Having trouble sleeping? Incorporate these 5 nutrients that help you sleep into your diet

According to the National Institute of Neurological Disorders and Stroke, about 40 million Americans suffer from chronic long-term sleep disorders each year. Additionally, a 2016 Centers for Disease Control and Prevention (CDC) study found that more than a third of American adults are not getting enough sleep on a regular basis. Here are 5 nutrients that help you sleep to incorporate into your daily diet so you don’t have to be one of these people!

5 nutrients that help you sleep

You don’t need to wait to have turkey on Thanksgiving to incorporate foods with tryptophan into your diet. Lentils and white cannellini beans are great plant based sources of the sleep-inducing nutrient.

You don’t need to wait to have turkey on Thanksgiving to incorporate foods with tryptophan into your diet. Lentils and white cannellini beans are great plant based sources of the sleep-inducing nutrient.

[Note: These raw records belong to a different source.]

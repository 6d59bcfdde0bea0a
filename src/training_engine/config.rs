use serde::{Deserialize, Serialize};

use crate::training_engine::{
    adaptive::DEFAULT_MAX_ATTEMPTS, error::TrainerError, models::TrainingMode, range::Range,
};

/// Starter custom range for players who have never edited one.
pub const DEFAULT_CUSTOM_RANGE: &[&str] = &[
    "AA", "KK", "QQ", "JJ", "TT", "99", "88", "77",
    "AKs", "AQs", "AJs", "ATs", "KQs", "KJs", "QJs", "JTs", "T9s", "98s", "87s",
    "AKo", "AQo",
];

/// Session settings. Every field has a default, so `{}` is a valid config.
#[derive(Debug, Clone, PartialEq, Eq, Serialize, Deserialize)]
#[serde(default)]
pub struct SessionConfig {
    pub mode: TrainingMode,
    pub adaptive: bool,
    /// Retry bound for adaptive rejection sampling.
    pub max_draw_attempts: u32,
    pub custom_range: Range,
}

impl Default for SessionConfig {
    fn default() -> SessionConfig {
        SessionConfig {
            mode: TrainingMode::Rfi,
            adaptive: false,
            max_draw_attempts: DEFAULT_MAX_ATTEMPTS,
            custom_range: Range::new(DEFAULT_CUSTOM_RANGE.iter().copied()),
        }
    }
}

impl SessionConfig {
    pub fn from_json(json: &str) -> Result<SessionConfig, TrainerError> {
        Ok(serde_json::from_str(json)?)
    }
}

#[cfg(test)]
mod tests {
    use super::*;

    #[test]
    fn empty_object_gives_defaults() {
        let config = SessionConfig::from_json("{}").unwrap();
        assert_eq!(config, SessionConfig::default());
        assert_eq!(config.custom_range.tokens().len(), 21);
    }

    #[test]
    fn fields_override_defaults() {
        let config = SessionConfig::from_json(
            r#"{"mode":"vs_3bet","adaptive":true,"custom_range":["22+"]}"#,
        )
        .unwrap();
        assert_eq!(config.mode, TrainingMode::Vs3Bet);
        assert!(config.adaptive);
        assert_eq!(config.max_draw_attempts, DEFAULT_MAX_ATTEMPTS);
        assert_eq!(config.custom_range.tokens(), ["22+"]);
    }

    #[test]
    fn unknown_mode_is_rejected() {
        assert!(SessionConfig::from_json(r#"{"mode":"omaha"}"#).is_err());
    }
}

A University of Pennsylvania study found that people who reported the healthiest sleep patterns also had the most varied diets.

If you’re in a food – and insomnia – rut, try switching up what you’re eating by incorporating these 5 nutrients that help you sleep into your daily regimen. It could make a big difference in your ability to sleep throughout the night and, in turn, your overall health and wellness.

Selenium

What it is: Found in soil and the ocean, selenium is an important micronutrient in which many Americans are deficient. Selenium is essential to our thyroid function and hormone production. A trace mineral, we don’t need a lot of it to fulfill our dietary needs.

Where to find it: Brazil nuts are great sources of selenium. About 3 ounces of tuna, cod, chicken breast or beef can fulfill our dietary needs for selenium. Grains, such as oats, are also good sources, but have lower selenium contents than meat and poultry sources.

Tryptophan

What it is: Famous for making us sleepy after a big Thanksgiving meal, tryptophan is the nutrient in turkey and many other common foods that studies show contribute to sleepiness. A powerful amino acid, research shows that tryptophan brings on sleep by raising levels of serotonin.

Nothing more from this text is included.